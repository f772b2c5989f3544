//! Rule records: a `when` pattern, an optional capability guard, a priority,
//! and the opaque `then` payload handed back on a match.

use crate::ontology::Capability;
use serde::{Deserialize, Serialize};
use serde_json::Value;
use std::collections::BTreeSet;
use std::fmt;

#[derive(Clone, Debug, Eq, PartialEq, Serialize, Deserialize)]
/// Operation plus positional arguments a query must equal exactly.
pub struct Pattern {
    pub op: String,
    pub args: Vec<String>,
}

impl Pattern {
    /// Exact match: same op, same arguments in the same order and arity.
    pub fn matches(&self, op: &str, args: &[String]) -> bool {
        self.op == op && self.args.as_slice() == args
    }
}

impl fmt::Display for Pattern {
    fn fmt(&self, f: &mut fmt::Formatter<'_>) -> fmt::Result {
        write!(f, "{}({})", self.op, self.args.join(", "))
    }
}

#[derive(Clone, Debug, Default, Eq, PartialEq, Serialize, Deserialize)]
/// Capabilities the subject must hold (directly or via caller extras).
pub struct Guard {
    #[serde(default)]
    pub requires: BTreeSet<Capability>,
}

impl Guard {
    pub fn is_satisfied_by(&self, effective: &BTreeSet<Capability>) -> bool {
        self.requires.is_subset(effective)
    }

    /// Required capabilities absent from `effective`, in sorted order.
    pub fn missing(&self, effective: &BTreeSet<Capability>) -> Vec<Capability> {
        self.requires.difference(effective).cloned().collect()
    }
}

/// Where a rule was read from and its position in load order.
#[derive(Clone, Debug, Default, Eq, PartialEq)]
pub struct RuleOrigin {
    pub source: String,
    /// 1-based line (NDJSON) or array element (JSON array).
    pub line: usize,
    /// 0-based index among the rules that loaded successfully. Breaks
    /// priority ties and is reported as `load_order` by `rosetta-expand`.
    pub ordinal: usize,
}

impl fmt::Display for RuleOrigin {
    fn fmt(&self, f: &mut fmt::Formatter<'_>) -> fmt::Result {
        write!(f, "{}:{}", self.source, self.line)
    }
}

#[derive(Clone, Debug, PartialEq, Serialize, Deserialize)]
/// One transformation rule. Read-only once loaded.
pub struct Rule {
    pub when: Pattern,
    #[serde(default, skip_serializing_if = "Option::is_none")]
    pub guard: Option<Guard>,
    #[serde(default)]
    pub priority: i64,
    pub then: Value,
    #[serde(default, skip_serializing_if = "Option::is_none")]
    pub why: Option<String>,
    #[serde(skip)]
    pub origin: RuleOrigin,
}

impl Rule {
    pub fn new(op: &str, args: &[&str], priority: i64, then: Value) -> Self {
        Self {
            when: Pattern {
                op: op.to_string(),
                args: args.iter().map(|a| a.to_string()).collect(),
            },
            guard: None,
            priority,
            then,
            why: None,
            origin: RuleOrigin::default(),
        }
    }

    pub fn with_guard<I, S>(mut self, requires: I) -> Self
    where
        I: IntoIterator<Item = S>,
        S: Into<String>,
    {
        self.guard = Some(Guard {
            requires: requires
                .into_iter()
                .map(|c| Capability(c.into()))
                .collect(),
        });
        self
    }

    pub fn with_why(mut self, why: &str) -> Self {
        self.why = Some(why.to_string());
        self
    }

    /// True when the guard is absent or fully covered by `effective`.
    pub fn guard_allows(&self, effective: &BTreeSet<Capability>) -> bool {
        self.guard
            .as_ref()
            .is_none_or(|guard| guard.is_satisfied_by(effective))
    }
}

#[cfg(test)]
mod tests {
    use super::*;
    use serde_json::json;

    fn caps(items: &[&str]) -> BTreeSet<Capability> {
        items.iter().map(|c| Capability::from(*c)).collect()
    }

    #[test]
    fn pattern_is_order_and_arity_sensitive() {
        let pattern = Pattern {
            op: "ALIGN".to_string(),
            args: vec!["A".to_string(), "B".to_string()],
        };
        let ab = vec!["A".to_string(), "B".to_string()];
        let ba = vec!["B".to_string(), "A".to_string()];
        let a = vec!["A".to_string()];
        let abc = vec!["A".to_string(), "B".to_string(), "C".to_string()];
        assert!(pattern.matches("ALIGN", &ab));
        assert!(!pattern.matches("ALIGN", &ba));
        assert!(!pattern.matches("ALIGN", &a));
        assert!(!pattern.matches("ALIGN", &abc));
        assert!(!pattern.matches("align", &ab));
        assert_eq!(pattern.to_string(), "ALIGN(A, B)");
    }

    #[test]
    fn guard_requires_superset() {
        let rule = Rule::new("LIFT", &["A"], 1, json!("ok")).with_guard(["flies", "light"]);
        assert!(!rule.guard_allows(&caps(&["flies"])));
        assert!(rule.guard_allows(&caps(&["flies", "light", "fast"])));
        let guard = rule.guard.as_ref().unwrap();
        assert_eq!(guard.missing(&caps(&["light"])), vec![Capability::from("flies")]);
    }

    #[test]
    fn empty_guard_always_allows() {
        let rule = Rule::new("LIFT", &["A"], 1, json!("ok")).with_guard(Vec::<String>::new());
        assert!(rule.guard_allows(&BTreeSet::new()));
        assert!(Rule::new("LIFT", &["A"], 1, json!("ok")).guard_allows(&BTreeSet::new()));
    }

    #[test]
    fn serializes_without_origin() {
        let rule = Rule::new("EXPAND", &["HEX"], 3, json!({"pattern": "lattice"})).with_why("tiles");
        let value = serde_json::to_value(&rule).unwrap();
        assert_eq!(
            value,
            json!({
                "when": {"op": "EXPAND", "args": ["HEX"]},
                "priority": 3,
                "then": {"pattern": "lattice"},
                "why": "tiles"
            })
        );
    }
}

_Task item:_ Would you quote everything above from the line containing "use std::fmt;" down to the line containing "pub fn is_satisfied_by(&self, effective: &BTreeSet<Capability>)"? Include both of those lines and nothing else.

_Solution for this task:_
use std::fmt;

#[derive(Clone, Debug, Eq, PartialEq, Serialize, Deserialize)]
/// Operation plus positional arguments a query must equal exactly.
pub struct Pattern {
    pub op: String,
    pub args: Vec<String>,
}

impl Pattern {
    /// Exact match: same op, same arguments in the same order and arity.
    pub fn matches(&self, op: &str, args: &[String]) -> bool {
        self.op == op && self.args.as_slice() == args
    }
}

impl fmt::Display for Pattern {
    fn fmt(&self, f: &mut fmt::Formatter<'_>) -> fmt::Result {
        write!(f, "{}({})", self.op, self.args.join(", "))
    }
}

#[derive(Clone, Debug, Default, Eq, PartialEq, Serialize, Deserialize)]
/// Capabilities the subject must hold (directly or via caller extras).
pub struct Guard {
    #[serde(default)]
    pub requires: BTreeSet<Capability>,
}

impl Guard {
    pub fn is_satisfied_by(&self, effective: &BTreeSet<Capability>) -> bool {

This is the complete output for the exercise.